I have never seen "Volcanoes"—


I have never seen "Volcanoes"—
But, when Travellers tell
How those old – phlegmatic mountains
Usually so still –

Bear within – appalling Ordnance,
Fire, and smoke, and gun,
Taking Villages for breakfast,
And appalling Men –

If the stillness is Volcanic
In the human face
When upon a pain Titanic
Features keep their place –

If at length the smouldering anguish
Will not overcome –
And the palpitating Vineyard
In the dust, be thrown?

If some loving Antiquary,
On Resumption Morn,
Will not cry with joy "Pompeii"!
To the Hills return!
                                                            F165 (1860)   J175

The poem takes a bit of patience to unravel because Dickinson has left out, as she does in numerous poems, certain grammatical constructions that would transition one stanza and thought to another. The first two stanzas start off simply and clearly, leading the reader by almost imperceptible degrees into an awareness of a seething passion of love and/or rage beneath the surface of the poet (although the case is framed as abstract speculation, I doubt if the poet would be surprised that readers make assumptions about her).
            The last three quatrains are phrased as hypotheticals: if this, if this, if this; and it is up to the reader to make the connections. Okay, let’s go:

If humans are like dormant volcanoes, then the face may be quite still while a “pain Titanic” (referring to Titans and the convulsing pain that followed their utter defeat) smolders within. But like an awakened volcano the pain will eventually burst through, overcoming the “Vineyard” of the body (its living wine and fruits), ultimately causing its death and burial “in the dust.” And yet there is the hope of “Resumption Morn” (and Dickinson takes religious liberties here with the idea of Resurrection – as if life were to simply resume rather than the souls resurrected into a new spiritual state in heaven) where even Pompeii, the fabulous city famously buried by the eruption of Mt. Vesuvius will shake off its ashes in response to the call of a “loving Antiquary” or historian.

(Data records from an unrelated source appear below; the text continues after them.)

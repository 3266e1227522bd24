// Copyright 2026, Jeroen van Erp <jeroen@geeko.me>
// SPDX-License-Identifier: Apache-2.0
pub mod config;
pub mod constants;
pub mod error;
pub mod kubernetes;
pub mod types;
pub mod util;
pub mod webhook;

#[cfg(test)]
pub mod test_utils;
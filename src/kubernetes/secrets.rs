// Copyright 2026, Jeroen van Erp <jeroen@geeko.me>
// SPDX-License-Identifier: Apache-2.0

//! Secret lookups

use crate::error::Result;
use k8s_openapi::api::core::v1::Secret;
use kube::{Api, Client};
use tracing::{debug, instrument};

/// Fetch a secret, returning `None` when it does not exist
#[instrument(skip(client))]
pub async fn get_secret(client: &Client, namespace: &str, name: &str) -> Result<Option<Secret>> {
    let secrets: Api<Secret> = Api::namespaced(client.clone(), namespace);

    let secret = secrets.get_opt(name).await?;
    if secret.is_none() {
        debug!("Secret {}/{} does not exist", namespace, name);
    }
    Ok(secret)
}

/// Raw value stored under `key` in the secret's data
pub fn secret_value<'a>(secret: &'a Secret, key: &str) -> Option<&'a [u8]> {
    secret
        .data
        .as_ref()
        .and_then(|d| d.get(key))
        .map(|v| v.0.as_slice())
}
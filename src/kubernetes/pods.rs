// Copyright 2026, Jeroen van Erp <jeroen@geeko.me>
// SPDX-License-Identifier: Apache-2.0

//! Pod lookups for setup key consumers

use crate::constants::annotations;
use crate::error::Result;
use k8s_openapi::api::core::v1::Pod;
use kube::{api::ListParams, Api, Client, ResourceExt};
use tracing::{debug, instrument};

/// Names of pods in `namespace` annotated as consumers of the setup key `name`
#[instrument(skip(client))]
pub async fn pods_using_setup_key(
    client: &Client,
    namespace: &str,
    name: &str,
) -> Result<Vec<String>> {
    let pods: Api<Pod> = Api::namespaced(client.clone(), namespace);
    let pod_list = pods.list(&ListParams::default()).await?;

    let consumers: Vec<String> = pod_list
        .items
        .iter()
        .filter(|p| uses_setup_key(p, name))
        .map(|p| p.name_any())
        .collect();

    debug!(
        "Found {} pods in {} using setup key {}",
        consumers.len(),
        namespace,
        name
    );
    Ok(consumers)
}

/// Check if a pod carries the setup key annotation pointing at `name`
pub fn uses_setup_key(pod: &Pod, name: &str) -> bool {
    pod.annotations()
        .get(annotations::SETUP_KEY)
        .is_some_and(|v| v == name)
}
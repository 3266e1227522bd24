// Copyright 2026, Jeroen van Erp <jeroen@geeko.me>
// SPDX-License-Identifier: Apache-2.0
use crate::constants::webhook::{DEFAULT_CERT_PATH, DEFAULT_KEY_PATH, DEFAULT_PORT};
use anyhow::{Context, Result};
use std::env;

/// Webhook configuration loaded from environment variables
#[derive(Debug, Clone)]
pub struct Config {
    pub port: u16,
    /// PEM certificate served to the API server
    pub cert_path: String,
    pub key_path: String,
}

impl Config {
    /// Load configuration from environment variables
    pub fn from_env() -> Result<Self> {
        Self::from_lookup(|name| env::var(name).ok())
    }

    /// Load configuration from any variable source, falling back to defaults
    pub fn from_lookup<F>(lookup: F) -> Result<Self>
    where
        F: Fn(&str) -> Option<String>,
    {
        let port = match lookup("WEBHOOK_PORT") {
            Some(v) => v
                .parse()
                .with_context(|| format!("WEBHOOK_PORT is not a valid port: {}", v))?,
            None => DEFAULT_PORT,
        };
        let cert_path = lookup("WEBHOOK_CERT_PATH").unwrap_or(DEFAULT_CERT_PATH.to_string());
        let key_path = lookup("WEBHOOK_KEY_PATH").unwrap_or(DEFAULT_KEY_PATH.to_string());

        Ok(Config {
            port,
            cert_path,
            key_path,
        })
    }
}
use rand::Rng;
use rand::distributions::Alphanumeric;
use std::collections::HashSet;
use uuid::Uuid;

/// Length of tag and folder identifiers
pub const SHORT_ID_LEN: usize = 8;

/// Generates a random `[A-Za-z0-9]` string of the given length
pub fn random_string(len: usize) -> String {
    rand::thread_rng()
        .sample_iter(&Alphanumeric)
        .take(len)
        .map(char::from)
        .collect()
}

/// Long identifier for snippets: a v4 UUID without hyphens
pub fn snippet_id() -> String {
    Uuid::new_v4().simple().to_string()
}

/// Hands out short identifiers that are never repeated within one registry
#[derive(Debug, Default)]
pub struct ShortIds {
    issued: HashSet<String>,
}

impl ShortIds {
    pub fn new() -> Self {
        Self::default()
    }

    pub fn next_id(&mut self) -> String {
        loop {
            let id = random_string(SHORT_ID_LEN);
            if self.issued.insert(id.clone()) {
                return id;
            }
        }
    }

    pub fn len(&self) -> usize {
        self.issued.len()
    }

    pub fn is_empty(&self) -> bool {
        self.issued.is_empty()
    }
}
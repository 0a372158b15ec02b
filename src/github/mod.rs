//! GitHub gist API access
//!
//! The migration only needs two calls: listing a page of a user's gists and
//! downloading the raw text of a single file. Both sit behind [`GistApi`] so
//! the conversion logic can run against any backend.

pub mod gist;
pub mod pages;

use anyhow::{Context, Result};
use async_trait::async_trait;
use reqwest::header::{ACCEPT, AUTHORIZATION, HeaderMap, HeaderValue, USER_AGENT};
use serde_json::Value;
use tracing::debug;

pub use gist::{Gist, GistFile, GistFiles};
pub use pages::{PER_PAGE, gist_pages};

pub const DEFAULT_API_URL: &str = "https://api.github.com";

#[async_trait]
pub trait GistApi: Send + Sync {
    /// Fetches one page (1-indexed) of the user's gists.
    /// Entries stay undecoded so one malformed gist can't sink the page.
    async fn list_gists(&self, username: &str, page: u32, per_page: u32) -> Result<Vec<Value>>;

    /// Downloads the raw content of a gist file
    async fn fetch_raw(&self, url: &str) -> Result<String>;
}

/// HTTP client for the GitHub REST API
#[derive(Clone)]
pub struct GithubClient {
    http: reqwest::Client,
    api_url: String,
    token: String,
}

impl GithubClient {
    pub fn new(api_url: &str, token: &str) -> Result<Self> {
        let mut headers = HeaderMap::new();
        headers.insert(
            USER_AGENT,
            HeaderValue::from_static(concat!("gistport/", env!("CARGO_PKG_VERSION"))),
        );

        let http = reqwest::Client::builder()
            .default_headers(headers)
            .build()
            .context("Failed to build HTTP client")?;

        Ok(Self {
            http,
            api_url: api_url.trim_end_matches('/').to_string(),
            token: token.to_string(),
        })
    }

    fn auth_header(&self) -> Result<HeaderValue> {
        let mut value = HeaderValue::from_str(&format!("token {}", self.token))
            .context("GitHub token contains invalid header characters")?;
        value.set_sensitive(true);
        Ok(value)
    }
}

#[async_trait]
impl GistApi for GithubClient {
    async fn list_gists(&self, username: &str, page: u32, per_page: u32) -> Result<Vec<Value>> {
        let url = format!("{}/users/{}/gists", self.api_url, username);
        debug!("GET {} page={}", url, page);

        let response = self
            .http
            .get(&url)
            .query(&[("per_page", per_page), ("page", page)])
            .header(ACCEPT, "application/vnd.github+json")
            .header(AUTHORIZATION, self.auth_header()?)
            .send()
            .await
            .with_context(|| format!("Failed to request gists page {page}"))?
            .error_for_status()
            .with_context(|| format!("GitHub rejected gists page {page}"))?;

        response
            .json::<Vec<Value>>()
            .await
            .with_context(|| format!("Failed to decode gists page {page}"))
    }

    async fn fetch_raw(&self, url: &str) -> Result<String> {
        debug!("GET {}", url);

        self.http
            .get(url)
            .send()
            .await
            .with_context(|| format!("Failed to request {url}"))?
            .error_for_status()
            .with_context(|| format!("Failed to download {url}"))?
            .text()
            .await
            .with_context(|| format!("Failed to read body of {url}"))
    }
}

#[cfg(test)]
mod tests {
    use super::*;

    #[test]
    fn strips_trailing_slash_from_api_url() {
        let client = GithubClient::new("https://github.example.com/api/v3/", "t").unwrap();
        assert_eq!(client.api_url, "https://github.example.com/api/v3");
    }

    #[test]
    fn auth_header_is_token_scheme() {
        let client = GithubClient::new(DEFAULT_API_URL, "abc").unwrap();
        let header = client.auth_header().unwrap();
        assert!(header.is_sensitive());
        assert_eq!(header.to_str().unwrap(), "token abc");
    }

    #[test]
    fn rejects_token_with_newline() {
        let client = GithubClient::new(DEFAULT_API_URL, "abc\n").unwrap();
        assert!(client.auth_header().is_err());
    }
}
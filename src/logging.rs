//! Console logging through `tracing`

use tracing_subscriber::fmt::time::ChronoLocal;
use tracing_subscriber::{EnvFilter, fmt};

/// Installs the global subscriber. `RUST_LOG` overrides the default `info`
/// level. Calling this twice is harmless.
pub fn init() {
    let filter = EnvFilter::try_from_default_env().unwrap_or_else(|_| EnvFilter::new("info"));

    let _ = fmt()
        .with_env_filter(filter)
        .with_timer(ChronoLocal::new("%Y-%m-%d %H:%M:%S".to_string()))
        .with_target(false)
        .try_init();
}
//! CLI Module for gistport
//! Dispatches the command-line arguments to the migration or to the
//! helper commands.

pub mod commands;

use anyhow::{Result, bail};
use colored::Colorize;

/// Executes CLI commands based on the provided arguments
pub async fn execute_cli(args: &[String]) -> Result<()> {
    if args.is_empty() {
        return commands::run(None).await;
    }

    match args[0].as_str() {
        "run" | "migrate" => {
            commands::run(args.get(1).map(String::as_str)).await?;
        }
        "lang" | "language" => {
            if args.len() < 2 {
                println!(
                    "{}  Usage: gistport lang <FILENAME>...",
                    "┃".bright_magenta()
                );
                bail!("Missing filename");
            }

            commands::show_languages(&args[1..])?;
        }
        "help" | "-h" | "--help" => {
            print_help();
        }
        unknown => {
            print_help();
            bail!("Unknown command: {}", unknown);
        }
    }

    Ok(())
}

/// Prints the help message with available commands
fn print_help() {
    println!(
        "{}  {}",
        "┃".bright_magenta(),
        "GISTPORT - GIST TO SNIPPET MIGRATION".bold()
    );

    println!("{}  {}", "┃".bright_magenta(), "USAGE:".bright_yellow());
    println!("{}  gistport [COMMAND] [ARGS]", "┃".bright_magenta());
    println!("{}  {}", "┃".bright_magenta(), "COMMANDS:".bright_yellow());
    println!(
        "{}  {:<27} {}",
        "┃".bright_magenta(),
        "run [USERNAME]".bright_white(),
        "Convert all gists of the user and write the database (default)"
    );
    println!(
        "{}  {:<27} {}",
        "┃".bright_magenta(),
        "lang <FILENAME>...".bright_white(),
        "Show which language folder each file would land in"
    );
    println!(
        "{}  {:<27} {}",
        "┃".bright_magenta(),
        "help".bright_white(),
        "Display this help message"
    );

    println!("{}  {}", "┃".bright_magenta(), "ENVIRONMENT:".bright_green());
    for (key, about) in [
        ("GITHUB_TOKEN", "Personal access token (required)"),
        ("GITHUB_USERNAME", "Owner of the gists"),
        ("GITHUB_API_URL", "API base URL, for GitHub Enterprise"),
        ("GISTPORT_LANGUAGES", "Language catalog JSON file"),
        ("GISTPORT_OUTPUT", "Output file (default db.json)"),
    ] {
        println!(
            "{}  {:<27} {}",
            "┃".bright_magenta(),
            key.bright_white(),
            about
        );
    }
}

 This is the first of several poems Dickinson will write that liken her passions to volcanoes. Unlike later poems, though, this one ends on a note of hope. The historian can recall his beloved Pompeii. Perhaps whoever aroused this passion in the poet will also call her back to life as well.
Eruption of Mt. Vesuvius
            Dickinson would have heard quite a bit about volcanoes. Pompeii was being actively uncovered during her lifetime, and Frederick Church’s famous “The Heart of the Andes” had just gone on display in New York and was all the buzz. But she eases into this poem with her homely little bit about never having seen a volcano but having heard travelers talk about them. She transforms what they said into images of war and mythical dragons. The “appalling Ordnance” includes guns as well as “fire, and smoke.” Like a dragon swooping down from its mountain lair, the volcano also takes “Villages for breakfast.” The appalling ordinance and violence is also “appalling man” – a neat bit of grammatical fun as “appalling” is employed first as an adjective and then as a verb.

            Although the torment seems deadly real, readers can be glad for the volcano churning inside Dickinson because no doubt that is where a lot of the poetry came from. 

14 comments:

  1. Is the supposition of a restored Pompeii something new in Dickenson's poetry? It seems that from a longitudinal study, her previous poems did not accord such physical properties to Heaven? What do her future poems say about physical versus spiritual resurrection.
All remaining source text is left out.